(DATA FOR ANALYSIS)
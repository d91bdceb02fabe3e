// Configuration management with layered configuration (file, env)

use crate::models::{Credentials, Protocol, Timeouts, TransferDirection};
use config::{Config, ConfigError, Environment, File};
use serde::{Deserialize, Serialize};
use std::path::{Path, PathBuf};
use std::time::Duration;

/// Main settings structure containing all configuration options
#[derive(Debug, Clone, Default, Serialize, Deserialize)]
pub struct Settings {
    #[serde(default)]
    pub observability: ObservabilityConfig,
    #[serde(default)]
    pub worker: WorkerConfig,
    #[serde(default)]
    pub sources: Vec<SourceConfig>,
}

#[derive(Debug, Clone, Serialize, Deserialize)]
pub struct ObservabilityConfig {
    #[serde(default = "default_log_level")]
    pub log_level: String,
    #[serde(default)]
    pub metrics_port: Option<u16>,
}

impl Default for ObservabilityConfig {
    fn default() -> Self {
        Self {
            log_level: default_log_level(),
            metrics_port: None,
        }
    }
}

#[derive(Debug, Clone, Default, Serialize, Deserialize)]
pub struct WorkerConfig {
    /// Re-run every source on this interval; run once when unset
    #[serde(default)]
    pub poll_interval_seconds: Option<u64>,
}

/// One configured remote source
#[derive(Debug, Clone, Serialize, Deserialize)]
pub struct SourceConfig {
    pub name: String,
    pub protocol: Protocol,
    pub direction: TransferDirection,
    pub connection: ConnectionConfig,
}

/// Everything a Connection needs to open and run batches
#[derive(Debug, Clone, Serialize, Deserialize)]
pub struct ConnectionConfig {
    pub host: String,
    pub port: u16,
    pub auth: Credentials,
    #[serde(default = "default_directory_path")]
    pub directory_path: String,
    #[serde(default = "default_filename_pattern")]
    pub filename_pattern: String,
    #[serde(default = "default_maximum_transfer")]
    pub maximum_transfer: usize,
    #[serde(default)]
    pub duplicate_put_directory_paths: Vec<String>,
    #[serde(default)]
    pub delete_on_put: bool,
    #[serde(default = "default_open_timeout")]
    pub open_timeout_seconds: u64,
    #[serde(default = "default_read_timeout")]
    pub read_timeout_seconds: u64,
    #[serde(default)]
    pub create_directory_path: bool,
    #[serde(default = "default_passive_mode")]
    pub passive_mode: bool,
    #[serde(default = "default_local_directory")]
    pub local_directory: PathBuf,
    #[serde(default = "default_connection_test_pause")]
    pub connection_test_pause_ms: u64,
    #[serde(default)]
    pub retry_delay_ms: u64,
}

fn default_log_level() -> String {
    "info".to_string()
}

fn default_directory_path() -> String {
    "./".to_string()
}

fn default_filename_pattern() -> String {
    "*".to_string()
}

fn default_maximum_transfer() -> usize {
    50
}

fn default_open_timeout() -> u64 {
    30
}

fn default_read_timeout() -> u64 {
    60
}

fn default_passive_mode() -> bool {
    true
}

fn default_local_directory() -> PathBuf {
    PathBuf::from(".")
}

fn default_connection_test_pause() -> u64 {
    1000
}

impl ConnectionConfig {
    /// Minimal configuration with defaults for every optional field
    pub fn new(host: impl Into<String>, port: u16, auth: Credentials) -> Self {
        Self {
            host: host.into(),
            port,
            auth,
            directory_path: default_directory_path(),
            filename_pattern: default_filename_pattern(),
            maximum_transfer: default_maximum_transfer(),
            duplicate_put_directory_paths: Vec::new(),
            delete_on_put: false,
            open_timeout_seconds: default_open_timeout(),
            read_timeout_seconds: default_read_timeout(),
            create_directory_path: false,
            passive_mode: default_passive_mode(),
            local_directory: default_local_directory(),
            connection_test_pause_ms: default_connection_test_pause(),
            retry_delay_ms: 0,
        }
    }

    pub fn timeouts(&self) -> Timeouts {
        Timeouts {
            open: Duration::from_secs(self.open_timeout_seconds),
            read: Duration::from_secs(self.read_timeout_seconds),
        }
    }

    pub fn connection_test_pause(&self) -> Duration {
        Duration::from_millis(self.connection_test_pause_ms)
    }

    pub fn retry_delay(&self) -> Duration {
        Duration::from_millis(self.retry_delay_ms)
    }

    /// Validate a single connection configuration
    pub fn validate(&self) -> Result<(), String> {
        if self.host.trim().is_empty() {
            return Err("host cannot be empty".to_string());
        }
        if self.port == 0 {
            return Err("port must be greater than 0".to_string());
        }
        if self.auth.username().trim().is_empty() {
            return Err("username cannot be empty".to_string());
        }
        if self.directory_path.trim().is_empty() {
            return Err("directory_path cannot be empty".to_string());
        }
        if self.filename_pattern.trim().is_empty() {
            return Err("filename_pattern cannot be empty".to_string());
        }
        if glob::Pattern::new(&self.filename_pattern).is_err() {
            return Err(format!(
                "filename_pattern '{}' is not a valid glob",
                self.filename_pattern
            ));
        }
        if self.maximum_transfer == 0 {
            return Err("maximum_transfer must be greater than 0".to_string());
        }
        if self.open_timeout_seconds == 0 || self.read_timeout_seconds == 0 {
            return Err("timeouts must be greater than 0".to_string());
        }
        if self
            .duplicate_put_directory_paths
            .iter()
            .any(|p| p.trim().is_empty())
        {
            return Err("duplicate_put_directory_paths cannot contain empty paths".to_string());
        }
        Ok(())
    }
}

impl Settings {
    /// Load configuration with layered precedence: defaults → file → env
    pub fn load() -> Result<Self, ConfigError> {
        Self::load_from_path("config")
    }

    /// Load configuration from a specific path
    pub fn load_from_path<P: AsRef<Path>>(config_dir: P) -> Result<Self, ConfigError> {
        let config_dir = config_dir.as_ref();

        let builder = Config::builder()
            // Start with default configuration
            .add_source(File::from(config_dir.join("default.toml")).required(false))
            // Add local configuration (not committed to git)
            .add_source(File::from(config_dir.join("local.toml")).required(false))
            // Add environment-specific configuration
            .add_source(
                Environment::with_prefix("APP")
                    .separator("__")
                    .try_parsing(true),
            );

        let config = builder.build()?;
        config.try_deserialize()
    }

    /// Validate configuration settings
    pub fn validate(&self) -> Result<(), String> {
        if self.observability.log_level.trim().is_empty() {
            return Err("log_level cannot be empty".to_string());
        }
        if self.worker.poll_interval_seconds == Some(0) {
            return Err("poll_interval_seconds must be greater than 0".to_string());
        }

        let mut names = std::collections::HashSet::new();
        for source in &self.sources {
            if source.name.trim().is_empty() {
                return Err("source name cannot be empty".to_string());
            }
            if !names.insert(source.name.as_str()) {
                return Err(format!("duplicate source name '{}'", source.name));
            }
            source
                .connection
                .validate()
                .map_err(|e| format!("source '{}': {}", source.name, e))?;
        }

        Ok(())
    }
}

(TO DO)
I need each line above reproduced exactly.

(RESPONSE TO THE EXERCISE)
repository d91bdceb02fabe3e
// Configuration management with layered configuration (file, env)

use crate::models::{Credentials, Protocol, Timeouts, TransferDirection};
use config::{Config, ConfigError, Environment, File};
use serde::{Deserialize, Serialize};
use std::path::{Path, PathBuf};
use std::time::Duration;

/// Main settings structure containing all configuration options
#[derive(Debug, Clone, Default, Serialize, Deserialize)]
pub struct Settings {
    #[serde(default)]
    pub observability: ObservabilityConfig,
    #[serde(default)]
    pub worker: WorkerConfig,
    #[serde(default)]
    pub sources: Vec<SourceConfig>,
}

#[derive(Debug, Clone, Serialize, Deserialize)]
pub struct ObservabilityConfig {
    #[serde(default = "default_log_level")]
    pub log_level: String,
    #[serde(default)]
    pub metrics_port: Option<u16>,
}

impl Default for ObservabilityConfig {
    fn default() -> Self {
        Self {
            log_level: default_log_level(),
            metrics_port: None,
        }
    }
}

#[derive(Debug, Clone, Default, Serialize, Deserialize)]
pub struct WorkerConfig {
    /// Re-run every source on this interval; run once when unset
    #[serde(default)]
    pub poll_interval_seconds: Option<u64>,
}

/// One configured remote source
#[derive(Debug, Clone, Serialize, Deserialize)]
pub struct SourceConfig {
    pub name: String,
    pub protocol: Protocol,
    pub direction: TransferDirection,
    pub connection: ConnectionConfig,
}

/// Everything a Connection needs to open and run batches
#[derive(Debug, Clone, Serialize, Deserialize)]
pub struct ConnectionConfig {
    pub host: String,
    pub port: u16,
    pub auth: Credentials,
    #[serde(default = "default_directory_path")]
    pub directory_path: String,
    #[serde(default = "default_filename_pattern")]
    pub filename_pattern: String,
    #[serde(default = "default_maximum_transfer")]
    pub maximum_transfer: usize,
    #[serde(default)]
    pub duplicate_put_directory_paths: Vec<String>,
    #[serde(default)]
    pub delete_on_put: bool,
    #[serde(default = "default_open_timeout")]
    pub open_timeout_seconds: u64,
    #[serde(default = "default_read_timeout")]
    pub read_timeout_seconds: u64,
    #[serde(default)]
    pub create_directory_path: bool,
    #[serde(default = "default_passive_mode")]
    pub passive_mode: bool,
    #[serde(default = "default_local_directory")]
    pub local_directory: PathBuf,
    #[serde(default = "default_connection_test_pause")]
    pub connection_test_pause_ms: u64,
    #[serde(default)]
    pub retry_delay_ms: u64,
}

fn default_log_level() -> String {
    "info".to_string()
}

fn default_directory_path() -> String {
    "./".to_string()
}

fn default_filename_pattern() -> String {
    "*".to_string()
}

fn default_maximum_transfer() -> usize {
    50
}

fn default_open_timeout() -> u64 {
    30
}

fn default_read_timeout() -> u64 {
    60
}

fn default_passive_mode() -> bool {
    true
}

fn default_local_directory() -> PathBuf {
    PathBuf::from(".")
}

fn default_connection_test_pause() -> u64 {
    1000
}

impl ConnectionConfig {
    /// Minimal configuration with defaults for every optional field
    pub fn new(host: impl Into<String>, port: u16, auth: Credentials) -> Self {
        Self {
            host: host.into(),
            port,
            auth,
            directory_path: default_directory_path(),
            filename_pattern: default_filename_pattern(),
            maximum_transfer: default_maximum_transfer(),
            duplicate_put_directory_paths: Vec::new(),
            delete_on_put: false,
            open_timeout_seconds: default_open_timeout(),
            read_timeout_seconds: default_read_timeout(),
            create_directory_path: false,
            passive_mode: default_passive_mode(),
            local_directory: default_local_directory(),
            connection_test_pause_ms: default_connection_test_pause(),
            retry_delay_ms: 0,
        }
    }

    pub fn timeouts(&self) -> Timeouts {
        Timeouts {
            open: Duration::from_secs(self.open_timeout_seconds),
            read: Duration::from_secs(self.read_timeout_seconds),
        }
    }

    pub fn connection_test_pause(&self) -> Duration {
        Duration::from_millis(self.connection_test_pause_ms)
    }

    pub fn retry_delay(&self) -> Duration {
        Duration::from_millis(self.retry_delay_ms)
    }

    /// Validate a single connection configuration
    pub fn validate(&self) -> Result<(), String> {
        if self.host.trim().is_empty() {
            return Err("host cannot be empty".to_string());
        }
        if self.port == 0 {
            return Err("port must be greater than 0".to_string());
        }
        if self.auth.username().trim().is_empty() {
            return Err("username cannot be empty".to_string());
        }
        if self.directory_path.trim().is_empty() {
            return Err("directory_path cannot be empty".to_string());
        }
        if self.filename_pattern.trim().is_empty() {
            return Err("filename_pattern cannot be empty".to_string());
        }
        if glob::Pattern::new(&self.filename_pattern).is_err() {
            return Err(format!(
                "filename_pattern '{}' is not a valid glob",
                self.filename_pattern
            ));
        }
        if self.maximum_transfer == 0 {
            return Err("maximum_transfer must be greater than 0".to_string());
        }
        if self.open_timeout_seconds == 0 || self.read_timeout_seconds == 0 {
            return Err("timeouts must be greater than 0".to_string());
        }
        if self
            .duplicate_put_directory_paths
            .iter()
            .any(|p| p.trim().is_empty())
        {
            return Err("duplicate_put_directory_paths cannot contain empty paths".to_string());
        }
        Ok(())
    }
}

impl Settings {
    /// Load configuration with layered precedence: defaults → file → env
    pub fn load() -> Result<Self, ConfigError> {
        Self::load_from_path("config")
    }

    /// Load configuration from a specific path
    pub fn load_from_path<P: AsRef<Path>>(config_dir: P) -> Result<Self, ConfigError> {
        let config_dir = config_dir.as_ref();

        let builder = Config::builder()
            // Start with default configuration
            .add_source(File::from(config_dir.join("default.toml")).required(false))
            // Add local configuration (not committed to git)
            .add_source(File::from(config_dir.join("local.toml")).required(false))
            // Add environment-specific configuration
            .add_source(
                Environment::with_prefix("APP")
                    .separator("__")
                    .try_parsing(true),
            );

        let config = builder.build()?;
        config.try_deserialize()
    }

    /// Validate configuration settings
    pub fn validate(&self) -> Result<(), String> {
        if self.observability.log_level.trim().is_empty() {
            return Err("log_level cannot be empty".to_string());
        }
        if self.worker.poll_interval_seconds == Some(0) {
            return Err("poll_interval_seconds must be greater than 0".to_string());
        }

        let mut names = std::collections::HashSet::new();
        for source in &self.sources {
            if source.name.trim().is_empty() {
                return Err("source name cannot be empty".to_string());
            }
            if !names.insert(source.name.as_str()) {
                return Err(format!("duplicate source name '{}'", source.name));
            }
            source
                .connection
                .validate()
                .map_err(|e| format!("source '{}': {}", source.name, e))?;
        }

        Ok(())
    }
}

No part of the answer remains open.